Une alerte récurrente, enfin, concerne la diffusion des images et les risques d’accès aux photos du camp à des personnes mal intentionnées. Les scouts sont parfois en petite tenue, lors des douches et des bains ! Si le souci était avéré il y a quelques années, au début des réseaux sociaux, j’observe que les ados d’aujourd’hui en maîtrisent parfaitement les codes. Ils savent verrouiller la consultation de leurs photos privées, y compris aux chefs ! Et un simple rappel sur ce point au début du camp suffit à réduire amplement ce risque.

Pour terminer, et avant que les nostalgiques du scoutisme avant le portable ne me tombent sur le coin du bec, j’ai pu constater plusieurs avantages à son utilisation. Il existe des applications pour identifier les plantes sauvages, les cris d’oiseaux et d’autres éléments naturels grâce à l’intelligence artificielle ; on peut compléter (allons-y doucement) l’utilisation des cartes IGN grâce à un abonnement qui les reproduit, légalement, à l’écran, et avec le GPS en plus ; le soir venu, on peut aussi identifier les constellations ; lors des concours cuisine, une tradition sur les camps, ils ont accès à des recettes variées et bien plus riches que par le passé…

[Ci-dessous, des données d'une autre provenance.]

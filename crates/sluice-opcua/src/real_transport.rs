// SPDX-License-Identifier: PolyForm-Noncommercial-1.0.0
// Copyright (c) 2025 Sylvex. All rights reserved.

//! OPC UA Source Protocol built on the `opcua` crate.
//!
//! The `opcua` client publishes on its own session thread and reports data
//! changes through a callback. The callback only appends to a queue;
//! [`SourceProtocol::pump`] drains that queue on the gateway's task, so
//! notifications still reach the gateway exclusively from `update()`.
//!
//! ```text
//! opcua session thread            gateway task
//! ────────────────────            ────────────
//! DataChangeCallback ──push──►  VecDeque<DataChange> ──pump──► on_change
//! ```

use std::collections::{HashMap, VecDeque};
use std::sync::Arc;

use async_trait::async_trait;
use parking_lot::Mutex;
use tracing::{debug, info, trace, warn};

use opcua::client::prelude::{
    AttributeId, BrowseDescription, BrowseDescriptionResultMask, BrowseDirection, Client, ClientBuilder,
    DataChangeCallback, ExtensionObject, IdentityToken, MessageSecurityMode, MonitoredItemCreateRequest,
    MonitoredItemService, MonitoringMode, MonitoringParameters, QualifiedName, ReadValueId, ReferenceTypeId,
    SecurityPolicy, Session, SessionCommand, SubscriptionService, TimestampsToReturn, UAString,
    UserTokenPolicy, ViewService,
};
use opcua::sync::RwLock as OpcUaRwLock;

use sluice_config::{ServerConfig, SubscriptionParams};
use sluice_core::{NodeAddress, NodeIdentifier, StatusCode, Variant};

use crate::error::{ProtocolError, ProtocolResult};
use crate::protocol::{
    ChildReference, ConnectionHandle, DataChange, ItemHandle, ProtocolFactory, SourceProtocol, SubscriptionHandle,
};

const APPLICATION_NAME: &str = "Sluice Gateway";
const APPLICATION_URI: &str = "urn:sluice:gateway";
const SESSION_RETRY_LIMIT: i32 = 0;
const SESSION_TIMEOUT_MS: u32 = 60_000;
const SAMPLING_INTERVAL_MS: f64 = 0.0;
const QUEUE_SIZE: u32 = 10;

type ChangeQueue = Arc<Mutex<VecDeque<DataChange>>>;

// =============================================================================
// OpcUaProtocol
// =============================================================================

struct Connected {
    handle: ConnectionHandle,
    session: Arc<OpcUaRwLock<Session>>,
    stop: Option<tokio::sync::oneshot::Sender<SessionCommand>>,
}

/// Source Protocol backed by a real OPC UA client session.
pub struct OpcUaProtocol {
    client: Option<Client>,
    connected: Option<Connected>,
    next_connection: u32,
    next_item: u32,
    items: HashMap<ItemHandle, u32>,
    queue: ChangeQueue,
}

impl OpcUaProtocol {
    /// Creates an unconnected protocol.
    pub fn new() -> Self {
        Self {
            client: None,
            connected: None,
            next_connection: 1,
            next_item: 1,
            items: HashMap::new(),
            queue: Arc::new(Mutex::new(VecDeque::new())),
        }
    }

    async fn open(&mut self, endpoint: &str, identity: IdentityToken) -> ProtocolResult<ConnectionHandle> {
        let mut client = ClientBuilder::new()
            .application_name(APPLICATION_NAME)
            .application_uri(APPLICATION_URI)
            .session_retry_limit(SESSION_RETRY_LIMIT)
            .session_timeout(SESSION_TIMEOUT_MS)
            .trust_server_certs(true)
            .client()
            .ok_or_else(|| ProtocolError::connect(endpoint, StatusCode::BAD_UNEXPECTED_ERROR))?;

        let target = (
            endpoint,
            SecurityPolicy::None.to_str(),
            MessageSecurityMode::None,
            UserTokenPolicy::anonymous(),
        );
        let session = client
            .connect_to_endpoint(target, identity)
            .map_err(|status| ProtocolError::connect(endpoint, to_status(status)))?;

        let stop = Session::run_async(session.clone());

        let handle = ConnectionHandle(self.next_connection);
        self.next_connection += 1;
        self.client = Some(client);
        self.connected = Some(Connected {
            handle,
            session,
            stop: Some(stop),
        });

        info!(endpoint, connection = %handle, "OPC UA session open");
        Ok(handle)
    }

    fn allocate_item(&mut self) -> ItemHandle {
        let handle = ItemHandle(self.next_item);
        self.next_item += 1;
        handle
    }

    fn session(&self, conn: ConnectionHandle) -> ProtocolResult<Arc<OpcUaRwLock<Session>>> {
        match &self.connected {
            Some(c) if c.handle == conn => Ok(c.session.clone()),
            _ => Err(ProtocolError::NotConnected),
        }
    }
}

impl Default for OpcUaProtocol {
    fn default() -> Self {
        Self::new()
    }
}

#[async_trait]
impl SourceProtocol for OpcUaProtocol {
    async fn connect(&mut self, endpoint: &str) -> ProtocolResult<ConnectionHandle> {
        self.open(endpoint, IdentityToken::Anonymous).await
    }

    async fn connect_with_credentials(
        &mut self,
        endpoint: &str,
        username: &str,
        password: &str,
    ) -> ProtocolResult<ConnectionHandle> {
        let identity = IdentityToken::UserName(username.to_string(), password.to_string());
        self.open(endpoint, identity).await
    }

    async fn disconnect(&mut self, conn: ConnectionHandle) -> ProtocolResult<()> {
        if !self.connected.as_ref().is_some_and(|c| c.handle == conn) {
            return Ok(());
        }
        let Some(mut connected) = self.connected.take() else {
            return Ok(());
        };

        if let Some(stop) = connected.stop.take() {
            let _ = stop.send(SessionCommand::Stop);
        }
        connected.session.read().disconnect();
        self.items.clear();
        self.queue.lock().clear();
        self.client = None;

        debug!(connection = %conn, "OPC UA session closed");
        Ok(())
    }

    async fn create_subscription(
        &mut self,
        conn: ConnectionHandle,
        params: &SubscriptionParams,
    ) -> ProtocolResult<SubscriptionHandle> {
        let session = self.session(conn)?;
        let queue = self.queue.clone();

        let callback = DataChangeCallback::new(move |changed| {
            let mut queue = queue.lock();
            for item in changed {
                let data = item.last_value();
                queue.push_back(DataChange {
                    item: ItemHandle(item.client_handle()),
                    value: data.value.as_ref().map(from_opcua_variant).unwrap_or(Variant::Null),
                    source_timestamp: data.source_timestamp.as_ref().map(|t| t.as_chrono()),
                    server_timestamp: data.server_timestamp.as_ref().map(|t| t.as_chrono()),
                });
            }
        });

        let id = session
            .read()
            .create_subscription(
                params.publishing_interval_ms,
                params.lifetime_count,
                params.max_keep_alive_count,
                params.max_notifications_per_publish,
                params.priority,
                params.publishing_enabled,
                callback,
            )
            .map_err(|status| ProtocolError::subscription(to_status(status)))?;

        Ok(SubscriptionHandle(id))
    }

    async fn remove_subscription(
        &mut self,
        conn: ConnectionHandle,
        sub: SubscriptionHandle,
    ) -> ProtocolResult<()> {
        let session = self.session(conn)?;
        let status = session
            .read()
            .delete_subscription(sub.0)
            .map_err(|status| ProtocolError::subscription(to_status(status)))?;
        if status.is_good() {
            Ok(())
        } else {
            Err(ProtocolError::subscription(to_status(status)))
        }
    }

    async fn add_monitored_item(
        &mut self,
        conn: ConnectionHandle,
        sub: SubscriptionHandle,
        address: &NodeAddress,
    ) -> ProtocolResult<ItemHandle> {
        let session = self.session(conn)?;
        let handle = self.allocate_item();

        let request = MonitoredItemCreateRequest {
            item_to_monitor: ReadValueId {
                node_id: to_opcua_node_id(address),
                attribute_id: AttributeId::Value as u32,
                index_range: UAString::null(),
                data_encoding: QualifiedName::null(),
            },
            monitoring_mode: MonitoringMode::Reporting,
            requested_parameters: MonitoringParameters {
                client_handle: handle.0,
                sampling_interval: SAMPLING_INTERVAL_MS,
                filter: ExtensionObject::null(),
                queue_size: QUEUE_SIZE,
                discard_oldest: true,
            },
        };

        let results = session
            .read()
            .create_monitored_items(sub.0, TimestampsToReturn::Both, &[request])
            .map_err(|status| ProtocolError::monitored_item(address.clone(), to_status(status)))?;

        let result = results
            .first()
            .ok_or_else(|| ProtocolError::monitored_item(address.clone(), StatusCode::BAD_UNEXPECTED_ERROR))?;
        if !result.status_code.is_good() {
            return Err(ProtocolError::monitored_item(
                address.clone(),
                to_status(result.status_code),
            ));
        }

        trace!(node = %address, item = %handle, server_item = result.monitored_item_id, "Monitored item added");
        self.items.insert(handle, result.monitored_item_id);
        Ok(handle)
    }

    async fn remove_monitored_item(
        &mut self,
        conn: ConnectionHandle,
        sub: SubscriptionHandle,
        item: ItemHandle,
    ) -> ProtocolResult<()> {
        let session = self.session(conn)?;
        let Some(server_item) = self.items.remove(&item) else {
            return Ok(());
        };

        let results = session
            .read()
            .delete_monitored_items(sub.0, &[server_item])
            .map_err(|status| ProtocolError::subscription(to_status(status)))?;
        match results.first() {
            Some(status) if !status.is_good() => Err(ProtocolError::subscription(to_status(*status))),
            _ => Ok(()),
        }
    }

    async fn for_each_child(
        &mut self,
        conn: ConnectionHandle,
        address: &NodeAddress,
        visitor: &mut (dyn FnMut(ChildReference) + Send),
    ) -> ProtocolResult<()> {
        let session = self.session(conn)?;

        let description = BrowseDescription {
            node_id: to_opcua_node_id(address),
            browse_direction: BrowseDirection::Both,
            reference_type_id: ReferenceTypeId::HierarchicalReferences.into(),
            include_subtypes: true,
            node_class_mask: 0,
            result_mask: BrowseDescriptionResultMask::all().bits(),
        };

        let results = session
            .read()
            .browse(&[description])
            .map_err(|status| ProtocolError::browse(address.clone(), to_status(status)))?
            .unwrap_or_default();

        let Some(result) = results.into_iter().next() else {
            return Ok(());
        };
        if !result.status_code.is_good() {
            return Err(ProtocolError::browse(address.clone(), to_status(result.status_code)));
        }

        for reference in result.references.unwrap_or_default() {
            visitor(ChildReference {
                address: from_opcua_node_id(&reference.node_id.node_id),
                is_forward: reference.is_forward,
            });
        }
        Ok(())
    }

    async fn pump(
        &mut self,
        conn: ConnectionHandle,
        on_change: &mut (dyn FnMut(DataChange) + Send),
    ) -> StatusCode {
        let session = match self.session(conn) {
            Ok(session) => session,
            Err(err) => return err.status(),
        };

        let mut queue = self.queue.lock();
        while let Some(change) = queue.pop_front() {
            on_change(change);
        }
        drop(queue);

        if session.read().is_connected() {
            StatusCode::GOOD
        } else {
            warn!(connection = %conn, "OPC UA session lost");
            StatusCode::BAD_CONNECTION_CLOSED
        }
    }

    fn display_name(&self) -> &str {
        "opcua"
    }
}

Lors du camp de cette année, nous étions en partenariat avec une association qui nous proposait des activités sur différents sites autour du lieu de vie, parmi un public nombreux et autant de touristes. Les scouts étaient donc dispersés, lors de leurs services, sur plusieurs hectares parmi une foule dense. M’imagine-t-on avec mon sifflet, appeler au rassemblement lorsque de besoin, parmi les ruelles du village et les allées des champs, attirant à moi les groupes épars un à un tel le joueur de flûte de Hamelin ? Eh bien, nous avons osé des rassemblements par WhatsApp, et j’ai vu que cela fonctionnait plutôt pas mal.

Voici donc que je considère le téléphone portable non pas comme un mal ou une nuisance, mais comme un outil : comme tout instrument, il n’est ni bon ni mauvais en soi, mais sa valeur dépend de l’usage que l’on en fait. Le scoutisme, s’il se veut un vecteur d’éducation, doit intégrer dans ses pratiques ce qui fait le quotidien des enfants d’aujourd’hui ; la méthode scoute est toujours aussi pertinente, sachons adapter sa mise en œuvre au contexte de notre époque.